Problem - All of the data below is to be copied again without changes.

Task material -
§ §

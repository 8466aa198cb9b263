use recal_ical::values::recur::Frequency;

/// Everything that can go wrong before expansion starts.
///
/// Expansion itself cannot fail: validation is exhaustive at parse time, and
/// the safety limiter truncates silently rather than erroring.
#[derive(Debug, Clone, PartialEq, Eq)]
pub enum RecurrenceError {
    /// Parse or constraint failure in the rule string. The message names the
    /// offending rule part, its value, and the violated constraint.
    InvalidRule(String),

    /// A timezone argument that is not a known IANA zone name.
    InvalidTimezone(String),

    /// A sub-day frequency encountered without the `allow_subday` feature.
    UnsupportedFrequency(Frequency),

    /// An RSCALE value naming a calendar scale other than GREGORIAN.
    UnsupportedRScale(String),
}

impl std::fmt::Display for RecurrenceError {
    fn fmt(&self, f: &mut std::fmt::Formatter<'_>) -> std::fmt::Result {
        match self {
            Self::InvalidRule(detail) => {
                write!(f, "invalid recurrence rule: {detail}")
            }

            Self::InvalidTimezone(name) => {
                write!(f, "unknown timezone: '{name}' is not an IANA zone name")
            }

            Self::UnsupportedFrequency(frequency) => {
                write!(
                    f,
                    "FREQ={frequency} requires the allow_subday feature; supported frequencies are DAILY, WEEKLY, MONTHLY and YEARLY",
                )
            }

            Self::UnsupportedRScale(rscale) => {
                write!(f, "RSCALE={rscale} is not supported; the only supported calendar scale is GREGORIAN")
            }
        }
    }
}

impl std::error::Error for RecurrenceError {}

§ §

Result of the exercise -
repository 8466aa198cb9b263
use recal_ical::values::recur::Frequency;

/// Everything that can go wrong before expansion starts.
///
/// Expansion itself cannot fail: validation is exhaustive at parse time, and
/// the safety limiter truncates silently rather than erroring.
#[derive(Debug, Clone, PartialEq, Eq)]
pub enum RecurrenceError {
    /// Parse or constraint failure in the rule string. The message names the
    /// offending rule part, its value, and the violated constraint.
    InvalidRule(String),

    /// A timezone argument that is not a known IANA zone name.
    InvalidTimezone(String),

    /// A sub-day frequency encountered without the `allow_subday` feature.
    UnsupportedFrequency(Frequency),

    /// An RSCALE value naming a calendar scale other than GREGORIAN.
    UnsupportedRScale(String),
}

impl std::fmt::Display for RecurrenceError {
    fn fmt(&self, f: &mut std::fmt::Formatter<'_>) -> std::fmt::Result {
        match self {
            Self::InvalidRule(detail) => {
                write!(f, "invalid recurrence rule: {detail}")
            }

            Self::InvalidTimezone(name) => {
                write!(f, "unknown timezone: '{name}' is not an IANA zone name")
            }

            Self::UnsupportedFrequency(frequency) => {
                write!(
                    f,
                    "FREQ={frequency} requires the allow_subday feature; supported frequencies are DAILY, WEEKLY, MONTHLY and YEARLY",
                )
            }

            Self::UnsupportedRScale(rscale) => {
                write!(f, "RSCALE={rscale} is not supported; the only supported calendar scale is GREGORIAN")
            }
        }
    }
}

impl std::error::Error for RecurrenceError {}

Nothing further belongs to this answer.